**Extracted records**
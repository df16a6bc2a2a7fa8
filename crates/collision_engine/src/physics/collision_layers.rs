//! Collision layers and filters
//!
//! A [`CollisionFilter`] carries a category (the layers a body belongs to), a
//! mask (the layers it accepts) and a group index. Two filters collide when
//! each one's category is accepted by the other's mask, unless both share a
//! non-zero group: a positive shared group always collides and a negative one
//! never does.

use serde::{Deserialize, Serialize};

/// Collision layer bits
///
/// Layers are plain `u32` bits; applications name their own, e.g.
/// `const WALLS: u32 = CollisionLayers::bit(3);`.
pub struct CollisionLayers;

impl CollisionLayers {
    /// No collision layer
    pub const NONE: u32 = 0;

    /// All collision layers
    pub const ALL: u32 = 0xFFFF_FFFF;

    /// The layer at `index`, which must be below 32
    pub const fn bit(index: u32) -> u32 {
        1 << index
    }

    /// Combine several layers into one mask
    pub fn mask(layers: &[u32]) -> u32 {
        layers.iter().fold(0, |acc, &layer| acc | layer)
    }
}

/// Category/mask/group collision predicate
#[derive(Debug, Clone, Copy, PartialEq, Eq, Hash, Serialize, Deserialize)]
pub struct CollisionFilter {
    /// Layers this body belongs to
    pub category_bits: u32,
    /// Layers this body collides with
    pub mask_bits: u32,
    /// Group override; zero means no group
    #[serde(default)]
    pub group_index: i32,
}

impl CollisionFilter {
    /// Filter that belongs to and accepts every layer
    pub const ALL: Self = Self::new(CollisionLayers::ALL, CollisionLayers::ALL, 0);

    /// Create a filter
    pub const fn new(category_bits: u32, mask_bits: u32, group_index: i32) -> Self {
        Self {
            category_bits,
            mask_bits,
            group_index,
        }
    }

    /// Filter in `category` accepting `mask`, without a group
    pub const fn layer(category: u32, mask: u32) -> Self {
        Self::new(category, mask, 0)
    }

    /// Whether bodies carrying these two filters should be tested for contact
    pub fn collision_test(&self, other: &Self) -> bool {
        if self.group_index != 0 && self.group_index == other.group_index {
            return self.group_index > 0;
        }
        (self.category_bits & other.mask_bits) != 0 && (other.category_bits & self.mask_bits) != 0
    }

    /// Test two optional filters; a missing filter accepts everything
    pub fn test_optional(a: Option<&Self>, b: Option<&Self>) -> bool {
        match (a, b) {
            (Some(a), Some(b)) => a.collision_test(b),
            _ => true,
        }
    }
}

impl Default for CollisionFilter {
    fn default() -> Self {
        Self::ALL
    }
}
//! Time-varying value sources polled once per tick
//!
//! Bodies read their position, rotation, size and discarded state through
//! [`Variable`]. The engine calls [`Variable::update`] with the current tick
//! during its poll phase and uses the returned flag to decide what needs to be
//! re-indexed or re-resolved.

use std::cell::Cell;
use std::rc::Rc;

use super::math::Vec3;

/// A value source that may change from one tick to the next
pub trait Variable<T> {
    /// Current value
    fn val(&self) -> T;

    /// Advance the source to `tick`, returning `true` if the value changed
    /// since the previous call
    fn update(&self, tick: u64) -> bool;
}

/// Shared, dynamically typed variable
pub type SharedVar<T> = Rc<dyn Variable<T>>;

/// A value that never changes
#[derive(Debug, Clone, Copy)]
pub struct Const<T>(pub T);

impl<T: Copy> Variable<T> for Const<T> {
    fn val(&self) -> T {
        self.0
    }

    fn update(&self, _tick: u64) -> bool {
        false
    }
}

/// Wrap a constant value as a shared variable
pub fn constant<T: Copy + 'static>(value: T) -> SharedVar<T> {
    Rc::new(Const(value))
}

/// A value set explicitly by its owner
///
/// The change flag is consumed by the first `update` after a `set`, so one
/// settable should feed one body.
#[derive(Debug)]
pub struct Settable<T: Copy> {
    value: Cell<T>,
    changed: Cell<bool>,
}

impl<T: Copy> Settable<T> {
    /// Create a settable variable holding `value`
    pub fn new(value: T) -> Self {
        Self {
            value: Cell::new(value),
            changed: Cell::new(false),
        }
    }

    /// Replace the value; the next `update` reports a change
    pub fn set(&self, value: T) {
        self.value.set(value);
        self.changed.set(true);
    }
}

impl<T: Copy> Variable<T> for Settable<T> {
    fn val(&self) -> T {
        self.value.get()
    }

    fn update(&self, _tick: u64) -> bool {
        self.changed.replace(false)
    }
}

/// A position integrated from a linear velocity, one step per tick
#[derive(Debug)]
pub struct Integrated {
    position: Cell<Vec3>,
    velocity: Cell<Vec3>,
    last_tick: Cell<u64>,
}

impl Integrated {
    /// Start at `position` moving with `velocity` units per tick
    pub fn new(position: Vec3, velocity: Vec3) -> Self {
        Self {
            position: Cell::new(position),
            velocity: Cell::new(velocity),
            last_tick: Cell::new(0),
        }
    }

    /// Current velocity
    pub fn velocity(&self) -> Vec3 {
        self.velocity.get()
    }

    /// Change the velocity for subsequent ticks
    pub fn set_velocity(&self, velocity: Vec3) {
        self.velocity.set(velocity);
    }

    /// Teleport to `position`
    pub fn set_position(&self, position: Vec3) {
        self.position.set(position);
    }
}

impl Variable<Vec3> for Integrated {
    fn val(&self) -> Vec3 {
        self.position.get()
    }

    fn update(&self, tick: u64) -> bool {
        let last = self.last_tick.replace(tick);
        if tick <= last {
            return false;
        }

        let velocity = self.velocity.get();
        if velocity == Vec3::zeros() {
            return false;
        }

        // Tick deltas are small, the precision loss is irrelevant here
        #[allow(clippy::cast_precision_loss)]
        let steps = (tick - last) as f32;
        self.position.set(self.position.get() + velocity * steps);
        true
    }
}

**Exercise goal**
Find the lines that mention "Serialize" in the entries and show them.

**Answer for the task**
use serde::{Deserialize, Serialize};
#[derive(Debug, Clone, Copy, PartialEq, Eq, Hash, Serialize, Deserialize)]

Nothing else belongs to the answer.